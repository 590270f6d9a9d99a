//! Test utilities for Bileto
//!
//! This module provides a project fixture so handler tests can run
//! commands against a real `.bileto` directory.

#![cfg(test)]

use crate::cli::OutputFormatter;
use crate::cli::handlers::{
    HandlerContext, NewTicketParams, handle_init, handle_org_add, handle_ticket_new, handle_user_add,
};
use crate::core::{Organization, Ticket, User};
use crate::storage::Repository;
use std::path::PathBuf;
use tempfile::TempDir;

/// Test fixture for an initialized project
pub struct TestProject {
    pub temp_dir: TempDir,
    pub project_root: PathBuf,
    pub output: OutputFormatter,
}

impl TestProject {
    /// E-mail of the administrator created with the project
    pub const ADMIN: &'static str = "admin@example.com";

    /// Create a new test project with its administrator
    pub fn new() -> Self {
        let temp_dir = TempDir::new().expect("Failed to create temp dir");
        let project_root = temp_dir.path().to_path_buf();
        let output = OutputFormatter::new(true, true);

        handle_init(
            Some("test"),
            Self::ADMIN,
            Some("Admin"),
            false,
            project_root.to_str(),
            &output,
        )
        .expect("Failed to initialize project");

        Self {
            temp_dir,
            project_root,
            output,
        }
    }

    /// Open the project as the given user, the administrator by default
    pub fn context(&self, as_user: Option<&str>) -> HandlerContext {
        HandlerContext::new(self.project_root.to_str(), Some(as_user.unwrap_or(Self::ADMIN)))
            .expect("Failed to open project")
    }

    pub fn add_organization(&self, name: &str, domains: &str) -> Organization {
        let ctx = self.context(None);
        handle_org_add(&ctx, name, Some(domains), &self.output).expect("Failed to add organization");
        ctx.organization(name).expect("Organization was not saved")
    }

    /// Create a user; they get the default role in their organization
    pub fn add_user(&self, email: &str, org: Option<&str>) -> User {
        let ctx = self.context(None);
        handle_user_add(&ctx, email, None, org, None, &self.output).expect("Failed to add user");
        ctx.user(email).expect("User was not saved")
    }

    /// Open a ticket as `as_user` in their own organization
    pub fn open_ticket(&self, as_user: &str, title: &str) -> Ticket {
        let ctx = self.context(Some(as_user));
        handle_ticket_new(
            &ctx,
            NewTicketParams {
                title,
                content: Some("It does not work"),
                org: None,
                requester: None,
                assignee: None,
                ticket_type: None,
                urgency: None,
                impact: None,
                priority: None,
            },
            &self.output,
        )
        .expect("Failed to open ticket");

        ctx.storage
            .find::<Ticket, _>(|t| t.title == title)
            .expect("Failed to load tickets")
            .into_iter()
            .max_by_key(|t| t.number)
            .expect("Ticket was not saved")
    }
}

impl Default for TestProject {
    fn default() -> Self {
        Self::new()
    }
}
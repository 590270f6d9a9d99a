//! Core domain model
//!
//! Organizations, users, teams, labels, tickets, messages, contracts and
//! time spent. The types here only enforce their own invariants; rules that
//! involve several records (permissions, accounting, ingestion) live in the
//! dedicated modules.

mod builders;
mod contract;
mod ids;
mod message;
mod organization;
mod team;
mod ticket;
mod user;
pub mod validation;

pub use builders::{ContractBuilder, TicketBuilder};
pub use contract::{Contract, ContractAlerts, ContractStatus, TimeSpent};
pub use ids::{
    AuthorizationId, ContractId, LabelId, MailboxEmailId, MessageId, OrganizationId,
    OutgoingEmailId, RoleId, TeamId, TicketId, TimeSpentId, UserId,
};
pub use message::{Message, MessageVia};
pub use organization::Organization;
pub use team::{Label, LabelColor, Team};
pub use ticket::{Level, Status, Ticket, TicketType};
pub use user::{Locale, User};
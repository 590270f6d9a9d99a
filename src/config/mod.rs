//! Layered configuration
//!
//! Settings are read, lowest priority first, from built-in defaults, the
//! user configuration file, the project's `.bileto/config.yaml` and
//! `BILETO__*` environment variables (`BILETO__SESSION__USER`,
//! `BILETO__MAILBOX__MAX_ATTEMPTS`, ...).

use crate::core::TicketType;
use crate::error::Result;
use crate::notifications::NotificationSettings;
use crate::search::TicketSort;
use directories::ProjectDirs;
use serde::{Deserialize, Serialize};
use std::fs;
use std::path::{Path, PathBuf};

/// Name of the configuration file, in the user and project directories
pub const CONFIG_FILE: &str = "config.yaml";

const ENV_PREFIX: &str = "BILETO";

#[derive(Debug, Clone, Default, PartialEq, Eq, Serialize, Deserialize)]
pub struct SessionConfig {
    /// E-mail of the user the CLI acts as
    #[serde(default)]
    pub user: Option<String>,
}

#[derive(Debug, Clone, PartialEq, Eq, Serialize, Deserialize)]
pub struct TicketsConfig {
    pub default_type: TicketType,
}

#[derive(Debug, Clone, PartialEq, Eq, Serialize, Deserialize)]
pub struct SearchConfig {
    pub default_sort: TicketSort,
}

#[derive(Debug, Clone, PartialEq, Eq, Serialize, Deserialize)]
pub struct MailboxConfig {
    /// Spool directory of incoming e-mails, relative to `.bileto/`
    pub spool_dir: PathBuf,
    /// Failed e-mails are no longer retried after this many attempts
    pub max_attempts: u32,
}

#[derive(Debug, Clone, PartialEq, Eq, Serialize, Deserialize)]
pub struct NotificationsConfig {
    pub enabled: bool,
    pub from: String,
}

/// Application configuration
#[derive(Debug, Clone, PartialEq, Eq, Serialize, Deserialize)]
pub struct Config {
    #[serde(default)]
    pub session: SessionConfig,
    pub tickets: TicketsConfig,
    pub search: SearchConfig,
    pub mailbox: MailboxConfig,
    pub notifications: NotificationsConfig,
}

impl Default for Config {
    fn default() -> Self {
        Self {
            session: SessionConfig::default(),
            tickets: TicketsConfig {
                default_type: TicketType::Request,
            },
            search: SearchConfig {
                default_sort: TicketSort::CreatedDesc,
            },
            mailbox: MailboxConfig {
                spool_dir: PathBuf::from("spool"),
                max_attempts: 5,
            },
            notifications: NotificationsConfig {
                enabled: true,
                from: "support@localhost".to_string(),
            },
        }
    }
}

impl Config {
    /// Load the configuration of the project stored in `data_dir`
    ///
    /// Without a project, only the defaults, the user file and the
    /// environment are considered.
    pub fn load(data_dir: Option<&Path>) -> Result<Self> {
        let defaults = Self::default();
        let mut builder = config::Config::builder()
            .set_default("tickets.default_type", defaults.tickets.default_type.to_string())?
            .set_default("search.default_sort", defaults.search.default_sort.to_string())?
            .set_default(
                "mailbox.spool_dir",
                defaults.mailbox.spool_dir.to_string_lossy().to_string(),
            )?
            .set_default("mailbox.max_attempts", i64::from(defaults.mailbox.max_attempts))?
            .set_default("notifications.enabled", defaults.notifications.enabled)?
            .set_default("notifications.from", defaults.notifications.from)?;

        if let Some(path) = Self::user_config_path() {
            builder = builder.add_source(config::File::from(path).required(false));
        }
        if let Some(data_dir) = data_dir {
            builder = builder.add_source(config::File::from(data_dir.join(CONFIG_FILE)).required(false));
        }

        let config: Self = builder
            .add_source(
                config::Environment::with_prefix(ENV_PREFIX)
                    .separator("__")
                    .try_parsing(true),
            )
            .build()?
            .try_deserialize()?;
        tracing::debug!(?config, "configuration loaded");
        Ok(config)
    }

    /// Location of the user configuration file, if the platform has one
    pub fn user_config_path() -> Option<PathBuf> {
        ProjectDirs::from("org", "Bileto", "bileto").map(|dirs| dirs.config_dir().join(CONFIG_FILE))
    }

    /// Write the configuration of a new project
    pub fn write_project(&self, data_dir: &Path) -> Result<()> {
        let content = serde_yaml::to_string(self)?;
        fs::write(data_dir.join(CONFIG_FILE), content)?;
        Ok(())
    }

    /// Absolute spool directory of the project in `data_dir`
    pub fn spool_dir(&self, data_dir: &Path) -> PathBuf {
        data_dir.join(&self.mailbox.spool_dir)
    }

    pub fn notification_settings(&self) -> NotificationSettings {
        NotificationSettings {
            enabled: self.notifications.enabled,
            from: self.notifications.from.clone(),
        }
    }
}
//! Persistence layer
//!
//! Records live under the project's `.bileto/` directory as YAML documents,
//! one directory per collection. Services only talk to the [`Repository`]
//! trait and the [`Lookups`] helpers built on it.

mod file;
mod repository;

pub use file::{FileStorage, ProjectState};
pub(crate) use file::write_atomically;
pub use repository::{Entity, Lookups, Repository};

use crate::auth::{Authorization, Role};
use crate::core::{
    AuthorizationId, Contract, ContractId, Label, LabelId, MailboxEmailId, Message, MessageId,
    Organization, OrganizationId, OutgoingEmailId, RoleId, Team, TeamId, Ticket, TicketId,
    TimeSpent, TimeSpentId, User, UserId,
};
use crate::mailbox::MailboxEmail;
use crate::notifications::OutgoingEmail;

/// Directory holding the project data, relative to the project root
pub const DATA_DIR: &str = ".bileto";

macro_rules! entity {
    ($type:ty, $id:ty, $collection:literal, $kind:literal) => {
        impl Entity for $type {
            type Id = $id;
            const COLLECTION: &'static str = $collection;
            const KIND: &'static str = $kind;

            fn id(&self) -> &Self::Id {
                &self.id
            }
        }
    };
}

entity!(Organization, OrganizationId, "organizations", "Organization");
entity!(User, UserId, "users", "User");
entity!(Team, TeamId, "teams", "Team");
entity!(Label, LabelId, "labels", "Label");
entity!(Ticket, TicketId, "tickets", "Ticket");
entity!(Message, MessageId, "messages", "Message");
entity!(Contract, ContractId, "contracts", "Contract");
entity!(TimeSpent, TimeSpentId, "time_spents", "Time spent");
entity!(Role, RoleId, "roles", "Role");
entity!(Authorization, AuthorizationId, "authorizations", "Authorization");
entity!(MailboxEmail, MailboxEmailId, "mailbox", "Mailbox email");
entity!(OutgoingEmail, OutgoingEmailId, "outbox", "Outgoing email");
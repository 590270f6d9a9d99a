//! Bileto - multi-tenant IT-support ticketing
//!
//! This crate provides the ticketing engine behind the `bileto` command:
//! - Organizations, users and role-based permissions scoped per organization
//! - Tickets with their lifecycle, messages, labels, teams and observers
//! - Contracts with time accounting and consumption reports
//! - A search query language with saved searches
//! - Mail ingestion and outgoing notifications
//! - Export and import of whole projects

// Allow missing error documentation for internal implementations
#![allow(clippy::missing_errors_doc)]
// Allow some pedantic lints that don't improve code quality
#![allow(clippy::option_if_let_else)]
#![allow(clippy::needless_pass_by_value)]
#![allow(clippy::unused_self)]
#![allow(clippy::match_same_arms)]
#![allow(clippy::unnecessary_wraps)]
#![allow(clippy::redundant_closure_for_method_calls)]
#![allow(clippy::items_after_statements)]
#![allow(clippy::single_match_else)]
#![allow(clippy::too_many_lines)]
#![allow(clippy::too_many_arguments)]
#![allow(clippy::fn_params_excessive_bools)]
#![allow(clippy::map_unwrap_or)]

//! # Storage
//!
//! Every record is a YAML document under `.bileto/`, one directory per
//! collection. Commands open the project, check the permissions of the
//! session user, then read and write records through the
//! [`storage::Repository`] trait.
//!
//! # Example
//!
//! ```rust,ignore
//! use bileto::storage::{FileStorage, Lookups};
//!
//! let storage = FileStorage::new(".bileto");
//! let ticket = storage.find_ticket_by_number(42)?;
//! ```

pub mod accounting;
pub mod auth;
pub mod cli;
pub mod config;
pub mod core;
pub mod data;
pub mod error;
pub mod mailbox;
pub mod notifications;
pub mod search;
pub mod service;
pub mod storage;

#[cfg(test)]
pub mod test_utils;

// Re-export commonly used types
pub use error::{BiletoError, Result};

※

— Exercise —
Scan the material above for the string "LabelId", returning each line that contains it.

— Solution to the problem —
    AuthorizationId, ContractId, LabelId, MailboxEmailId, MessageId, OrganizationId,
    AuthorizationId, Contract, ContractId, Label, LabelId, MailboxEmailId, Message, MessageId,
entity!(Label, LabelId, "labels", "Label");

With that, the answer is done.